■ **AIM OF THE EXERCISE**: Your reply should consist solely of the lines from the start of the material below through the line containing "file works too).", reproduced exactly.

■ **MATERIAL FOR THIS TASK**:
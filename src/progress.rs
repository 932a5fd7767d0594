//! Terminal progress bar for the storage transfer.

use std::time::Duration;

use harpin_upload_core::progress::ProgressObserver;
use indicatif::{ProgressBar, ProgressStyle};

const TEMPLATE: &str =
    "{prefix:.bold} [{elapsed_precise}] [{wide_bar}] {bytes}/{total_bytes} ({eta})";

/// An `indicatif` bar fed by the core's read-through byte counter.
pub struct TransferBar {
    bar: ProgressBar,
}

impl TransferBar {
    pub fn new(file_name: &str) -> Self {
        let style = ProgressStyle::with_template(TEMPLATE)
            .unwrap_or_else(|_| ProgressStyle::default_bar())
            .progress_chars("#>-");
        let bar = ProgressBar::new(0).with_style(style);
        bar.set_prefix(file_name.to_string());
        Self { bar }
    }
}

impl ProgressObserver for TransferBar {
    fn begin(&self, total: u64) {
        self.bar.reset();
        self.bar.set_length(total);
        self.bar.enable_steady_tick(Duration::from_millis(100));
    }

    fn advance(&self, bytes: u64) {
        self.bar.inc(bytes);
    }

    fn finish(&self) {
        self.bar.finish();
    }
}
///
/// This module implements the CLI interface for harpin-upload: argument parsing,
/// wiring settings and credentials into the core workflow, and the final summary.
///
/// All workflow logic (validation, concurrency gate, upload orchestration,
/// retries) lives in the [`harpin-upload-core`] crate. This module is strictly
/// CLI glue.
///
/// ## How To Use
/// - Command line: `harpin-upload <SOURCE_ID> <FILE>` with `HARPIN_CLIENT_ID`
///   and `HARPIN_REFRESH_TOKEN` set (a `.env` file works too).
/// - Programmatic/integration use: call [`run`] with a constructed [`Cli`].
///
/// [`harpin-upload-core`]: ../../harpin-upload-core/
use crate::load_config::load_config;
use crate::progress::TransferBar;
use clap::Parser;
use harpin_upload_core::client::HarpinClient;
use harpin_upload_core::contract::Credentials;
use harpin_upload_core::error::UploadError;
use harpin_upload_core::ingest::{run_upload, UploadReport};
use harpin_upload_core::progress::{NoProgress, ProgressObserver};
use std::path::PathBuf;
use std::sync::Arc;

const BANNER_WIDTH: usize = 60;

/// Upload a CSV file to harpin AI and wait until it is imported.
#[derive(Parser, Debug)]
#[clap(
    name = "harpin-upload",
    version,
    about = "Upload a CSV file to harpin AI and wait until it is imported",
    after_help = "Environment variables required:\n  \
        HARPIN_CLIENT_ID      Client ID for authentication\n  \
        HARPIN_REFRESH_TOKEN  Refresh token for authentication\n\n\
        Exit codes:\n  \
        0  Success (import completed)\n  \
        1  User error (bad arguments, file not found, invalid source, auth failure, concurrency limit)\n  \
        2  System error (API errors, network failures after retries, upload or import failed)\n\n\
        Example:\n  harpin-upload vMiY4q data_2026_01_06.csv"
)]
pub struct Cli {
    /// Source ID to upload into (must be a flatFile source)
    pub source_id: String,

    /// Path to the CSV file to upload
    pub file: PathBuf,

    /// Optional YAML file overriding built-in settings
    #[clap(long)]
    pub config: Option<PathBuf>,

    /// Do not draw a progress bar for the file transfer
    #[clap(long)]
    pub no_progress: bool,
}

/// Extracted async CLI logic entrypoint for integration tests and main()
pub async fn run(cli: Cli) -> Result<UploadReport, UploadError> {
    tracing::info!(source_id = %cli.source_id, file = ?cli.file, "harpin AI CSV upload starting");

    let settings =
        load_config(cli.config.as_ref()).map_err(|e| UploadError::Config(format!("{e:#}")))?;
    settings.trace_loaded();

    // Checked before anything touches the network.
    let credentials = Credentials::from_env()?;

    let client = HarpinClient::new(&settings).map_err(UploadError::ClientInit)?;

    let observer: Arc<dyn ProgressObserver> = if cli.no_progress {
        Arc::new(NoProgress)
    } else {
        let name = cli
            .file
            .file_name()
            .map(|n| n.to_string_lossy().into_owned())
            .unwrap_or_default();
        Arc::new(TransferBar::new(&name))
    };

    run_upload(
        &client,
        &settings,
        &credentials,
        &cli.source_id,
        &cli.file,
        observer,
    )
    .await
}

/// Final summary printed on success.
pub fn render_summary(report: &UploadReport) -> String {
    let rule = "=".repeat(BANNER_WIDTH);
    format!(
        "\n{rule}\nUPLOAD SUMMARY\n{rule}\n\
         ✓ File: {}\n\
         ✓ Total Records: {}\n\
         ✓ Imported Records: {}\n\
         ✓ Duration: {:.1} seconds\n\
         {rule}",
        report.file_name,
        report.total_records,
        report.imported_records,
        report.duration.as_secs_f64(),
    )
}

/// Diagnostic printed to stderr before a failing exit.
pub fn render_error(err: &UploadError) -> String {
    let mut message = format!("✗ {err}");
    if let UploadError::SourceNotFound {
        source_system,
        available,
        ..
    } = err
    {
        if available.is_empty() {
            message.push_str(&format!("\nNo {source_system} sources available"));
        } else {
            message.push_str(&format!("\nAvailable {source_system} sources:"));
            for source in available {
                message.push_str(&format!(
                    "\n  ID: {}, Name: {}",
                    source.id.as_deref().unwrap_or("N/A"),
                    source.name.as_deref().unwrap_or("N/A")
                ));
            }
        }
    }
    message
}
//! Advisory gate on in-flight uploads for a source.
//!
//! Checked once before creating an upload. Another process may slip in
//! between the check and the create; the server is the final judge.

use serde_json::Value;
use tracing::{error, info, warn};

use crate::config::Settings;
use crate::contract::{AccessToken, IngestApi, UploadStatus};
use crate::error::UploadError;

/// Counts uploads still holding a concurrency slot.
///
/// Accepts a bare array or an object carrying the array under `content`.
/// Array entries that are not objects are skipped.
pub fn count_in_progress(body: &Value) -> Result<usize, UploadError> {
    let uploads = match body {
        Value::Array(items) => items.as_slice(),
        Value::Object(map) => match map.get("content") {
            Some(Value::Array(items)) => items.as_slice(),
            _ => &[],
        },
        other => return Err(UploadError::UploadListShape(json_type_name(other))),
    };

    let mut in_progress = 0;
    for upload in uploads {
        let Some(entry) = upload.as_object() else {
            warn!(kind = json_type_name(upload), "Skipping non-object upload item");
            continue;
        };
        let occupies = entry
            .get("status")
            .and_then(Value::as_str)
            .map(|s| UploadStatus::from(s).occupies_slot())
            .unwrap_or(false);
        if occupies {
            in_progress += 1;
        }
    }
    Ok(in_progress)
}

fn json_type_name(value: &Value) -> &'static str {
    match value {
        Value::Null => "null",
        Value::Bool(_) => "bool",
        Value::Number(_) => "number",
        Value::String(_) => "string",
        Value::Array(_) => "array",
        Value::Object(_) => "object",
    }
}

pub async fn check_concurrent_uploads<A>(
    api: &A,
    token: &AccessToken,
    source_id: &str,
    settings: &Settings,
) -> Result<usize, UploadError>
where
    A: IngestApi + ?Sized,
{
    info!(source_id, "Checking concurrent uploads");
    let body = api.list_uploads(token, source_id).await.map_err(|e| {
        error!(source_id, error = %e, "Failed to check concurrent uploads");
        UploadError::UploadListRequest(e)
    })?;

    let in_progress = count_in_progress(&body)?;
    let limit = settings.max_concurrent_uploads;
    if in_progress >= limit {
        error!(in_progress, limit, "Maximum concurrent uploads reached");
        info!("Please wait for existing uploads to complete before starting a new one");
        return Err(UploadError::ConcurrencyLimit { in_progress, limit });
    }

    info!("Concurrent uploads check passed ({in_progress}/{limit})");
    Ok(in_progress)
}

#[cfg(test)]
mod tests {
    use super::*;
    use serde_json::json;

    #[test]
    fn counts_bare_array() {
        let body = json!([
            {"id": "a", "status": "importInProgress"},
            {"id": "b", "status": "importCompleted"},
            {"id": "c", "status": "analysisCompleted"},
            {"id": "d", "status": "failed"},
        ]);
        assert_eq!(count_in_progress(&body).unwrap(), 2);
    }

    #[test]
    fn counts_wrapped_page_and_skips_non_objects() {
        let body = json!({
            "content": [
                {"status": "created"},
                "garbage",
                42,
                {"status": "importRequested"},
                {"noStatus": true},
            ],
            "totalElements": 5
        });
        assert_eq!(count_in_progress(&body).unwrap(), 2);
    }

    #[test]
    fn object_without_content_counts_nothing() {
        assert_eq!(count_in_progress(&json!({"page": 0})).unwrap(), 0);
    }

    #[test]
    fn scalar_body_is_a_system_error() {
        let err = count_in_progress(&json!("nope")).unwrap_err();
        assert!(matches!(err, UploadError::UploadListShape("string")));
        assert_eq!(err.exit_code(), crate::error::EXIT_SYSTEM_ERROR);
    }
}
//! Read-through progress reporting for the storage transfer.
//!
//! [`ProgressStream`] decorates any byte stream: each chunk is forwarded
//! unchanged and its length is reported to a [`ProgressObserver`]. The
//! observer has no say in the transfer itself.
//!
//! An [`IdleWatch`] attached to the stream records when the last chunk was
//! pulled; [`until_idle`] uses it to bound a transfer by inactivity rather
//! than by its total duration.

use std::future::Future;
use std::io;
use std::pin::Pin;
use std::sync::atomic::{AtomicU64, Ordering};
use std::sync::Arc;
use std::task::{Context, Poll};
use std::time::Duration;

use bytes::Bytes;
use futures::Stream;
use tokio::time::Instant;

/// Receives byte counts as a body is consumed.
pub trait ProgressObserver: Send + Sync {
    /// A transfer of `total` bytes is starting. Called again on every retry.
    fn begin(&self, total: u64);

    fn advance(&self, bytes: u64);

    fn finish(&self) {}
}

/// Observer that ignores everything.
#[derive(Debug, Default, Clone, Copy)]
pub struct NoProgress;

impl ProgressObserver for NoProgress {
    fn begin(&self, _total: u64) {}

    fn advance(&self, _bytes: u64) {}
}

/// Time of the most recent activity on a transfer.
#[derive(Debug)]
pub struct IdleWatch {
    origin: Instant,
    last_ms: AtomicU64,
}

impl IdleWatch {
    pub fn new() -> Self {
        Self {
            origin: Instant::now(),
            last_ms: AtomicU64::new(0),
        }
    }

    pub fn touch(&self) {
        let now = self.origin.elapsed().as_millis() as u64;
        self.last_ms.store(now, Ordering::Relaxed);
    }

    pub fn idle_for(&self) -> Duration {
        let last = Duration::from_millis(self.last_ms.load(Ordering::Relaxed));
        self.origin.elapsed().saturating_sub(last)
    }
}

impl Default for IdleWatch {
    fn default() -> Self {
        Self::new()
    }
}

/// Awaits `fut` for as long as `watch` keeps being touched.
///
/// Returns `None` once `limit` has passed without any activity. A future that
/// keeps making progress is never cut short, however long it runs.
pub async fn until_idle<F>(fut: F, watch: &IdleWatch, limit: Duration) -> Option<F::Output>
where
    F: Future,
{
    tokio::pin!(fut);
    loop {
        let idle = watch.idle_for();
        if idle >= limit {
            return None;
        }
        tokio::select! {
            out = &mut fut => return Some(out),
            _ = tokio::time::sleep(limit - idle) => {}
        }
    }
}

pub struct ProgressStream<S> {
    inner: S,
    observer: Arc<dyn ProgressObserver>,
    watch: Option<Arc<IdleWatch>>,
}

impl<S> ProgressStream<S> {
    pub fn new(inner: S, observer: Arc<dyn ProgressObserver>) -> Self {
        Self {
            inner,
            observer,
            watch: None,
        }
    }

    /// Touches `watch` on every chunk pulled from the inner stream.
    pub fn watched(mut self, watch: Arc<IdleWatch>) -> Self {
        self.watch = Some(watch);
        self
    }
}

impl<S> Stream for ProgressStream<S>
where
    S: Stream<Item = io::Result<Bytes>> + Unpin,
{
    type Item = io::Result<Bytes>;

    fn poll_next(mut self: Pin<&mut Self>, cx: &mut Context<'_>) -> Poll<Option<Self::Item>> {
        let polled = Pin::new(&mut self.inner).poll_next(cx);
        if let Poll::Ready(Some(Ok(chunk))) = &polled {
            self.observer.advance(chunk.len() as u64);
            if let Some(watch) = &self.watch {
                watch.touch();
            }
        }
        polled
    }

    fn size_hint(&self) -> (usize, Option<usize>) {
        self.inner.size_hint()
    }
}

■ **WRITTEN RESPONSE**:
filename src/progress.rs
repository 932a5fd7767d0594
//! Terminal progress bar for the storage transfer.

use std::time::Duration;

use harpin_upload_core::progress::ProgressObserver;
use indicatif::{ProgressBar, ProgressStyle};

const TEMPLATE: &str =
    "{prefix:.bold} [{elapsed_precise}] [{wide_bar}] {bytes}/{total_bytes} ({eta})";

/// An `indicatif` bar fed by the core's read-through byte counter.
pub struct TransferBar {
    bar: ProgressBar,
}

impl TransferBar {
    pub fn new(file_name: &str) -> Self {
        let style = ProgressStyle::with_template(TEMPLATE)
            .unwrap_or_else(|_| ProgressStyle::default_bar())
            .progress_chars("#>-");
        let bar = ProgressBar::new(0).with_style(style);
        bar.set_prefix(file_name.to_string());
        Self { bar }
    }
}

impl ProgressObserver for TransferBar {
    fn begin(&self, total: u64) {
        self.bar.reset();
        self.bar.set_length(total);
        self.bar.enable_steady_tick(Duration::from_millis(100));
    }

    fn advance(&self, bytes: u64) {
        self.bar.inc(bytes);
    }

    fn finish(&self) {
        self.bar.finish();
    }
}
///
/// This module implements the CLI interface for harpin-upload: argument parsing,
/// wiring settings and credentials into the core workflow, and the final summary.
///
/// All workflow logic (validation, concurrency gate, upload orchestration,
/// retries) lives in the [`harpin-upload-core`] crate. This module is strictly
/// CLI glue.
///
/// ## How To Use
/// - Command line: `harpin-upload <SOURCE_ID> <FILE>` with `HARPIN_CLIENT_ID`
///   and `HARPIN_REFRESH_TOKEN` set (a `.env` file works too).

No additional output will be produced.